Uruguay will allow pharmacies to sell marijuana starting next Wednesday, in the final phase of a law making the small South American country the first in the world to legalize and regulate pot from production to sale.
Under legislation approved in 2013, Uruguayans have been allowed to grow their own pot and smoke it in clubs.
But working out a timetable for pharmacies to sell it—the third and last conduit called for in the legislation—proved more tricky. This has now been resolved, the state agency regulating marijuana said in a statement Friday.
People have to register to buy pot in pharmacies, and so far 4,700 have done so, most of them in the 30 to 44 age group, according to government figures. Uruguay's total population is 3.4 million.
Under the first phase of the 2013 law, more than 6,600 people have registered to grow weed at home, and 51 smokers' clubs have been authorized.
The state Institute for the Regulation and Control of Cannabis (IRCC) has authorized the sale of two types of marijuana, to be sold in packages of five and 10 grams.

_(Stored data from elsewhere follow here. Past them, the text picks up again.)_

//! Error types for integration settings
//!
//! Only [`IntegrationError::NotFound`] reaches UI code in practice: storage
//! and codec failures are logged and degrade to defaults inside the store.

use std::path::PathBuf;

/// Integration store errors
#[derive(Debug, thiserror::Error)]
pub enum IntegrationError {
    /// No integration with this id in the catalog
    #[error("integration not found: '{0}'")]
    NotFound(String),

    /// Durable storage failed
    #[error("storage error: {0}")]
    Storage(#[from] StorageError),

    /// Settings could not be encoded
    #[error("codec error: {0}")]
    Codec(#[from] CodecError),
}

impl IntegrationError {
    /// Check if this is the not-found kind
    #[inline]
    #[must_use]
    pub fn is_not_found(&self) -> bool {
        matches!(self, Self::NotFound(_))
    }
}

/// Key-value storage errors
#[derive(Debug, thiserror::Error)]
pub enum StorageError {
    /// Key cannot be mapped to a storage location
    #[error("invalid storage key: '{0}'")]
    InvalidKey(String),

    /// IO error on the backing file
    #[error("io error on {path}: {source}")]
    Io {
        /// File the operation touched
        path: PathBuf,
        /// Underlying IO failure
        #[source]
        source: std::io::Error,
    },
}

impl StorageError {
    /// Create IO error for path
    pub fn io_error(path: impl Into<PathBuf>, source: std::io::Error) -> Self {
        Self::Io {
            path: path.into(),
            source,
        }
    }
}

/// Persisted payload errors
#[derive(Debug, thiserror::Error)]
pub enum CodecError {
    /// Payload is not a recognizable settings document
    #[error("corrupt payload: {0}")]
    Corrupt(#[from] serde_json::Error),

    /// Payload written by a newer schema
    #[error("unsupported schema version {found} (max {supported})")]
    UnsupportedVersion {
        /// Version recorded in the payload
        found: u32,
        /// Newest version this build reads
        supported: u32,
    },
}

/// Result type alias for integration operations
pub type IntegrationResult<T> = Result<T, IntegrationError>;
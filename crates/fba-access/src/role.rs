//! Roles and role sets
//!
//! Three roles exist in the console. Rules carry a [`RoleSet`] rather than a
//! minimum role, so authorization is always set membership.

use crate::error::AccessError;
use bitflags::bitflags;
use serde::{Deserialize, Serialize};
use std::str::FromStr;

/// Console role
#[derive(Debug, Clone, Copy, PartialEq, Eq, PartialOrd, Ord, Hash, Serialize, Deserialize)]
#[serde(rename_all = "lowercase")]
pub enum Role {
    /// Read-only access to dashboards and feedback
    Viewer,
    /// Analysis, uploads, reports and integrations
    Analyst,
    /// Everything, including user administration
    Admin,
}

impl Role {
    /// All roles, lowest first
    pub const ALL: [Role; 3] = [Role::Viewer, Role::Analyst, Role::Admin];

    /// Wire name of the role
    #[inline]
    #[must_use]
    pub fn as_str(&self) -> &'static str {
        match self {
            Role::Viewer => "viewer",
            Role::Analyst => "analyst",
            Role::Admin => "admin",
        }
    }

    /// Check if this is the admin role
    #[inline]
    #[must_use]
    pub fn is_admin(&self) -> bool {
        matches!(self, Role::Admin)
    }
}

impl Default for Role {
    fn default() -> Self {
        Role::Viewer
    }
}

impl std::fmt::Display for Role {
    fn fmt(&self, f: &mut std::fmt::Formatter<'_>) -> std::fmt::Result {
        f.write_str(self.as_str())
    }
}

impl FromStr for Role {
    type Err = AccessError;

    fn from_str(s: &str) -> Result<Self, Self::Err> {
        match s.trim().to_ascii_lowercase().as_str() {
            "viewer" => Ok(Role::Viewer),
            "analyst" => Ok(Role::Analyst),
            "admin" => Ok(Role::Admin),
            other => Err(AccessError::UnknownRole(other.to_string())),
        }
    }
}

bitflags! {
    /// Set of roles a rule admits.
    ///
    /// | Set | Roles |
    /// |-----|-------|
    /// | [`VIEWER`](Self::VIEWER) | viewer |
    /// | [`ANALYST`](Self::ANALYST) | analyst |
    /// | [`ADMIN`](Self::ADMIN) | admin |
    /// | [`STAFF`](Self::STAFF) | analyst, admin |
    #[derive(Debug, Clone, Copy, PartialEq, Eq, Hash)]
    pub struct RoleSet: u8 {
        /// Viewer role
        const VIEWER  = 0b0000_0001;
        /// Analyst role
        const ANALYST = 0b0000_0010;
        /// Admin role
        const ADMIN   = 0b0000_0100;
        /// Analysts and admins
        const STAFF   = Self::ANALYST.bits() | Self::ADMIN.bits();
        /// Every authenticated role
        const EVERYONE = Self::VIEWER.bits() | Self::ANALYST.bits() | Self::ADMIN.bits();
    }
}

impl RoleSet {
    /// Check if the set admits `role`
    #[inline]
    #[must_use]
    pub fn admits(self, role: Role) -> bool {
        self.contains(RoleSet::from(role))
    }

    /// Roles in this set, lowest first
    #[must_use]
    pub fn roles(self) -> Vec<Role> {
        Role::ALL.into_iter().filter(|r| self.admits(*r)).collect()
    }
}

impl From<Role> for RoleSet {
    fn from(role: Role) -> Self {
        match role {
            Role::Viewer => RoleSet::VIEWER,
            Role::Analyst => RoleSet::ANALYST,
            Role::Admin => RoleSet::ADMIN,
        }
    }
}

impl FromIterator<Role> for RoleSet {
    fn from_iter<I: IntoIterator<Item = Role>>(iter: I) -> Self {
        iter.into_iter()
            .fold(RoleSet::empty(), |set, role| set | RoleSet::from(role))
    }
}

#[cfg(test)]
mod tests {
    use super::*;

    #[test]
    fn role_parse_is_case_insensitive() {
        assert_eq!(Role::from_str("ADMIN").unwrap(), Role::Admin);
        assert_eq!(Role::from_str(" Analyst ").unwrap(), Role::Analyst);
        assert!(matches!(
            Role::from_str("owner"),
            Err(AccessError::UnknownRole(r)) if r == "owner"
        ));
    }

    #[test]
    fn role_serializes_lowercase() {
        let json = serde_json::to_string(&Role::Analyst).unwrap();
        assert_eq!(json, "\"analyst\"");
        let back: Role = serde_json::from_str("\"admin\"").unwrap();
        assert_eq!(back, Role::Admin);
    }

    #[test]
    fn role_set_membership() {
        assert!(RoleSet::STAFF.admits(Role::Admin));
        assert!(RoleSet::STAFF.admits(Role::Analyst));
        assert!(!RoleSet::STAFF.admits(Role::Viewer));
        assert!(!RoleSet::empty().admits(Role::Admin));
    }

    #[test]
    fn role_set_from_iter() {
        let set: RoleSet = [Role::Viewer, Role::Admin].into_iter().collect();
        assert_eq!(set.roles(), vec![Role::Viewer, Role::Admin]);
        assert_eq!(RoleSet::EVERYONE.roles(), Role::ALL.to_vec());
    }

    #[test]
    fn role_ordering() {
        assert!(Role::Viewer < Role::Analyst);
        assert!(Role::Analyst < Role::Admin);
        assert_eq!(Role::default(), Role::Viewer);
    }
}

Pharmacists say they are not sure how profitable pot sales will be—registered smokers can buy no more than 40 grams a month, at $1.30 a gram—and they have expressed concern about training the employees who will handle pot, and providing security against theft.
There have also been questions about the quality and potency of the officially provided weed, with some saying it is remarkably weak.
Only two companies were authorized to produce marijuana for pharmacies—under military protection, and with no public access.
Government officials insist they will prevent "cannabis tourism." Only Uruguayans and legal residents will be allowed to partake.